Self-Assembling Multifunctional Peptide Dimers for Gene Delivery Systems

Self-assembling multifunctional peptide was designed for gene delivery systems. The multifunctional peptide (MP) consists of cellular penetrating peptide moiety (R8), matrix metalloproteinase-2 (MMP-2) specific sequence (GPLGV), pH-responsive moiety (H5), and hydrophobic moiety (palmitic acid) (CR8GPLGVH5-Pal). MP was oxidized to form multifunctional peptide dimer (MPD) by DMSO oxidation of thiols in terminal cysteine residues.

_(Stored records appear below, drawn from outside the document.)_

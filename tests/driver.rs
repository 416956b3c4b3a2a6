//! Driver behavior against the simulated Timer/Counter 2.

use std::sync::Mutex;
use std::sync::atomic::{AtomicU32, Ordering};

use timer_two::{
    Error, Prescale, SharedTimer, State, TimerTwo, clock::MHz16, sim::SimRegisters,
};

type SimTimer = TimerTwo<SimRegisters, MHz16>;

fn noop() {}

#[test]
fn init_programs_ctc_mode() {
    let mut timer = SimTimer::new(SimRegisters::new());
    let config = timer.init(1000, noop, true).unwrap();

    assert_eq!(config.prescale(), Prescale::Div64);
    assert_eq!(config.top(), 249);
    assert_eq!(timer.period_us(), Some(1000));
    assert_eq!(timer.state(), State::Idle);

    let regs = timer.registers();
    assert!(regs.ctc_mode());
    assert!(regs.uses_system_clock());
    assert_eq!(regs.prescale(), Some(Prescale::Div64));
    assert_eq!(regs.ocr2a, 249);
    // init leaves the timer stopped.
    assert!(!regs.compare_interrupt_enabled());
}

#[test]
fn init_selects_system_clock() {
    let mut regs = SimRegisters::new();
    regs.assr = timer_two::sim::AS2;
    regs.timsk2 = 0b111;

    let mut timer = SimTimer::new(regs);
    timer.init(500, noop, false).unwrap();
    assert!(timer.registers().uses_system_clock());
    assert_eq!(timer.registers().timsk2, 0);
}

#[test]
fn failed_init_keeps_previous_configuration() {
    let mut timer = SimTimer::new(SimRegisters::new());
    timer.init(1000, noop, true).unwrap();
    timer.start();

    assert_eq!(timer.init(20_000, noop, true), Err(Error::PeriodTooLong));
    assert_eq!(timer.period_us(), Some(1000));
    assert_eq!(timer.registers().ocr2a, 249);
    assert_eq!(timer.state(), State::Armed);
    assert!(timer.registers().compare_interrupt_enabled());
}

#[test]
fn start_requires_init() {
    let mut timer = SimTimer::new(SimRegisters::new());
    timer.start();
    assert_eq!(timer.state(), State::Idle);
    assert!(!timer.registers().compare_interrupt_enabled());
}

#[test]
fn start_and_stop_are_idempotent() {
    let mut timer = SimTimer::new(SimRegisters::new());
    timer.init(1000, noop, true).unwrap();

    timer.start();
    timer.start();
    assert_eq!(timer.state(), State::Armed);
    assert_eq!(timer.registers().timsk2, timer_two::sim::OCIE2A);

    timer.stop();
    let once = timer.registers().clone();
    timer.stop();
    assert_eq!(timer.state(), State::Idle);
    assert_eq!(timer.registers().timsk2, once.timsk2);
    assert!(!timer.registers().compare_interrupt_enabled());
}

#[test]
fn stop_clears_every_interrupt_source() {
    let mut timer = SimTimer::new(SimRegisters::new());
    timer.init(1000, noop, true).unwrap();
    timer.start();
    // Overflow and compare B enabled behind the driver's back.
    timer.registers_mut().timsk2 |= 0b101;

    timer.stop();
    assert_eq!(timer.registers().timsk2, 0);
}

static PERIODIC: SharedTimer<SimRegisters, MHz16> = SharedTimer::new();
static PERIODIC_HITS: AtomicU32 = AtomicU32::new(0);

fn count_periodic() {
    PERIODIC_HITS.fetch_add(1, Ordering::SeqCst);
}

#[test]
fn callback_runs_once_per_period() {
    let mut timer = SimTimer::new(SimRegisters::new());
    timer.init(1000, count_periodic, true).unwrap();
    timer.start();
    PERIODIC.install(timer);

    // 250 ticks at clk/64 per millisecond.
    assert_eq!(PERIODIC.run_ticks(249), 0);
    assert_eq!(PERIODIC.run_ticks(1), 1);
    assert_eq!(PERIODIC.run_ticks(2500), 10);
    assert_eq!(PERIODIC_HITS.load(Ordering::SeqCst), 11);

    let now = PERIODIC.lock(|t| t.registers().now()).unwrap();
    assert_eq!(now, 2750 * 64);

    PERIODIC.lock(|t| t.stop());
    assert_eq!(PERIODIC.run_ticks(1000), 0);
    assert_eq!(PERIODIC_HITS.load(Ordering::SeqCst), 11);

    // Restart after stop.
    PERIODIC.lock(|t| t.start());
    assert!(PERIODIC.run_ticks(250) >= 1);
}

static SERIAL: SharedTimer<SimRegisters, MHz16> = SharedTimer::new();
static SERIAL_LOG: Mutex<Vec<(u64, u64)>> = Mutex::new(Vec::new());

/// Simulated work longer than one period.
const WORK_TICKS: u32 = 300;

fn slow_callback() {
    let (start, end) = SERIAL
        .lock(|t| {
            assert_eq!(t.state(), State::Firing);
            assert!(!t.registers().compare_interrupt_enabled());

            let start = t.registers().now();
            for _ in 0..WORK_TICKS {
                // Matches latch the flag but cannot dispatch.
                assert!(!t.registers_mut().tick());
            }
            (start, t.registers().now())
        })
        .unwrap();

    // A nested dispatch attempt is ignored while firing.
    assert!(!SERIAL.dispatch_pending());
    SERIAL.on_compare_match();

    SERIAL_LOG.lock().unwrap().push((start, end));
}

#[test]
fn callbacks_never_overlap() {
    let mut timer = SimTimer::new(SimRegisters::new());
    timer.init(1000, slow_callback, true).unwrap();
    timer.start();
    SERIAL.install(timer);

    let dispatched = SERIAL.run_ticks(5000);
    assert!(dispatched > 1);

    let log = SERIAL_LOG.lock().unwrap();
    assert_eq!(log.len() as u32, dispatched);
    for pair in log.windows(2) {
        let (_, prev_end) = pair[0];
        let (next_start, _) = pair[1];
        assert!(next_start >= prev_end);
    }

    SERIAL
        .lock(|t| {
            assert_eq!(t.state(), State::Armed);
            assert!(t.registers().compare_interrupt_enabled());
        })
        .unwrap();
}

static RESET: SharedTimer<SimRegisters, MHz16> = SharedTimer::new();

fn reset_work() {
    RESET
        .lock(|t| {
            for _ in 0..WORK_TICKS {
                t.registers_mut().tick();
            }
            assert!(t.registers().compare_flag());
        })
        .unwrap();
}

#[test]
fn auto_reset_clears_counter_and_latched_flag() {
    let mut timer = SimTimer::new(SimRegisters::new());
    timer.init(1000, reset_work, true).unwrap();
    timer.start();
    RESET.install(timer);

    assert_eq!(RESET.run_ticks(250), 1);

    RESET
        .lock(|t| {
            let regs = t.registers();
            assert_eq!(t.state(), State::Armed);
            assert!(regs.compare_interrupt_enabled());
            assert_eq!(regs.tcnt2, 0);
            assert!(!regs.compare_flag());
        })
        .unwrap();

    // No spurious re-fire, the next match is a full period away.
    assert!(!RESET.dispatch_pending());
    assert_eq!(RESET.run_ticks(249), 0);
    assert_eq!(RESET.run_ticks(1), 1);
}

static LATCH: SharedTimer<SimRegisters, MHz16> = SharedTimer::new();
static LATCH_HITS: AtomicU32 = AtomicU32::new(0);

fn latch_work() {
    LATCH_HITS.fetch_add(1, Ordering::SeqCst);
    LATCH
        .lock(|t| {
            for _ in 0..WORK_TICKS {
                t.registers_mut().tick();
            }
        })
        .unwrap();
}

#[test]
fn without_reset_latched_match_fires_on_rearm() {
    let mut timer = SimTimer::new(SimRegisters::new());
    timer.init(1000, latch_work, false).unwrap();
    timer.start();
    LATCH.install(timer);

    assert_eq!(LATCH.run_ticks(250), 1);

    LATCH
        .lock(|t| {
            let regs = t.registers();
            assert!(regs.compare_interrupt_enabled());
            // Counter kept running through the callback.
            assert_eq!(regs.tcnt2, (WORK_TICKS - 250) as u8);
            assert!(regs.compare_flag());
        })
        .unwrap();

    assert!(LATCH.dispatch_pending());
    assert_eq!(LATCH_HITS.load(Ordering::SeqCst), 2);
}

static ONESHOT: SharedTimer<SimRegisters, MHz16> = SharedTimer::new();
static ONESHOT_HITS: AtomicU32 = AtomicU32::new(0);

fn stop_from_callback() {
    ONESHOT_HITS.fetch_add(1, Ordering::SeqCst);
    ONESHOT.lock(|t| t.stop()).unwrap();
}

#[test]
fn stop_inside_callback_is_honored() {
    let mut timer = SimTimer::new(SimRegisters::new());
    timer.init(100, stop_from_callback, true).unwrap();
    timer.start();
    ONESHOT.install(timer);

    ONESHOT.run_ticks(10_000);
    assert_eq!(ONESHOT_HITS.load(Ordering::SeqCst), 1);

    ONESHOT
        .lock(|t| {
            assert_eq!(t.state(), State::Idle);
            assert!(!t.registers().compare_interrupt_enabled());
        })
        .unwrap();
}

static OWNED_HITS: AtomicU32 = AtomicU32::new(0);

fn count_owned() {
    OWNED_HITS.fetch_add(1, Ordering::SeqCst);
}

#[test]
fn exclusive_handler_rearms() {
    let mut timer = SimTimer::new(SimRegisters::new());
    timer.init(1000, count_owned, true).unwrap();

    // Not started: a stray call does nothing.
    timer.on_compare_match();
    assert_eq!(OWNED_HITS.load(Ordering::SeqCst), 0);

    timer.start();
    timer.on_compare_match();
    assert_eq!(OWNED_HITS.load(Ordering::SeqCst), 1);
    assert_eq!(timer.state(), State::Armed);
    assert!(timer.registers().compare_interrupt_enabled());

    let regs = timer.release();
    assert_eq!(regs.timsk2, 0);
}

static EMPTY: SharedTimer<SimRegisters, MHz16> = SharedTimer::new();

#[test]
fn empty_slot_ignores_interrupts() {
    EMPTY.on_compare_match();
    assert_eq!(EMPTY.run_ticks(10), 0);
    assert!(EMPTY.lock(|t| t.state()).is_none());

    let mut timer = SimTimer::new(SimRegisters::new());
    timer.init(1000, noop, true).unwrap();
    assert!(EMPTY.install(timer).is_none());
    assert!(EMPTY.take().is_some());
    assert!(EMPTY.take().is_none());
}

static REINIT: SharedTimer<SimRegisters, MHz16> = SharedTimer::new();
static REINIT_HITS: AtomicU32 = AtomicU32::new(0);

fn init_from_callback() {
    REINIT_HITS.fetch_add(1, Ordering::SeqCst);
    REINIT
        .lock(|t| t.init(500, init_from_callback, true).unwrap())
        .unwrap();
}

#[test]
fn init_inside_callback_leaves_timer_stopped() {
    let mut timer = SimTimer::new(SimRegisters::new());
    timer.init(1000, init_from_callback, true).unwrap();
    timer.start();
    REINIT.install(timer);

    REINIT.run_ticks(10_000);
    assert_eq!(REINIT_HITS.load(Ordering::SeqCst), 1);

    REINIT
        .lock(|t| {
            assert_eq!(t.state(), State::Idle);
            assert!(!t.registers().compare_interrupt_enabled());
            assert_eq!(t.period_us(), Some(500));
            // 8000 ticks at clk/32.
            assert_eq!(t.registers().ocr2a, 249);
            assert_eq!(t.registers().prescale(), Some(Prescale::Div32));
        })
        .unwrap();
}

static RESTART: SharedTimer<SimRegisters, MHz16> = SharedTimer::new();
static RESTART_HITS: AtomicU32 = AtomicU32::new(0);

fn restart_from_callback() {
    RESTART_HITS.fetch_add(1, Ordering::SeqCst);
    RESTART
        .lock(|t| {
            for _ in 0..WORK_TICKS {
                t.registers_mut().tick();
            }
            t.stop();
            t.start();
            // Still masked until the callback returns.
            assert_eq!(t.state(), State::Firing);
            assert!(!t.registers().compare_interrupt_enabled());
        })
        .unwrap();
}

#[test]
fn restart_inside_callback_still_resets_counter() {
    let mut timer = SimTimer::new(SimRegisters::new());
    timer.init(1000, restart_from_callback, true).unwrap();
    timer.start();
    RESTART.install(timer);

    assert_eq!(RESTART.run_ticks(250), 1);

    RESTART
        .lock(|t| {
            let regs = t.registers();
            assert_eq!(t.state(), State::Armed);
            assert!(regs.compare_interrupt_enabled());
            assert_eq!(regs.tcnt2, 0);
            assert!(!regs.compare_flag());
        })
        .unwrap();

    assert!(!RESTART.dispatch_pending());
    assert_eq!(RESTART_HITS.load(Ordering::SeqCst), 1);
    assert_eq!(RESTART.run_ticks(249), 0);
    assert_eq!(RESTART.run_ticks(1), 1);
}

static REINIT_START: SharedTimer<SimRegisters, MHz16> = SharedTimer::new();
static REINIT_START_HITS: AtomicU32 = AtomicU32::new(0);

fn reinit_and_start() {
    REINIT_START_HITS.fetch_add(1, Ordering::SeqCst);
    REINIT_START
        .lock(|t| {
            for _ in 0..WORK_TICKS {
                t.registers_mut().tick();
            }
            t.init(1000, reinit_and_start, true).unwrap();
            t.start();
        })
        .unwrap();
}

#[test]
fn reinit_and_start_inside_callback_resets_counter() {
    let mut timer = SimTimer::new(SimRegisters::new());
    timer.init(1000, reinit_and_start, true).unwrap();
    timer.start();
    REINIT_START.install(timer);

    assert_eq!(REINIT_START.run_ticks(250), 1);

    REINIT_START
        .lock(|t| {
            assert_eq!(t.state(), State::Armed);
            assert_eq!(t.registers().tcnt2, 0);
            assert!(!t.registers().compare_flag());
        })
        .unwrap();

    assert!(!REINIT_START.dispatch_pending());
    assert_eq!(REINIT_START_HITS.load(Ordering::SeqCst), 1);
}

MPD could condense pDNA successfully at a weight ratio of 5. MPD itself could self-assemble into submicron micelle particles via hydrophobic interaction, of which critical micelle concentration is about 0.01 mM. MPD showed concentration-dependent but low cytotoxicity in comparison with PEI25k. MPD polyplexes showed low transfection efficiency in HEK293 cells expressing low level of MMP-2 but high transfection efficiency in A549 and C2C12 cells expressing high level of MMP-2, meaning the enhanced transfection efficiency probably due to MMP-induced structural change of polyplexes. Bafilomycin A1-treated transfection results suggest that the transfection of MPD is mediated via endosomal escape by endosome buffering ability. These results show the potential of MPD for MMP-2 targeted gene delivery systems due to its multifunctionality.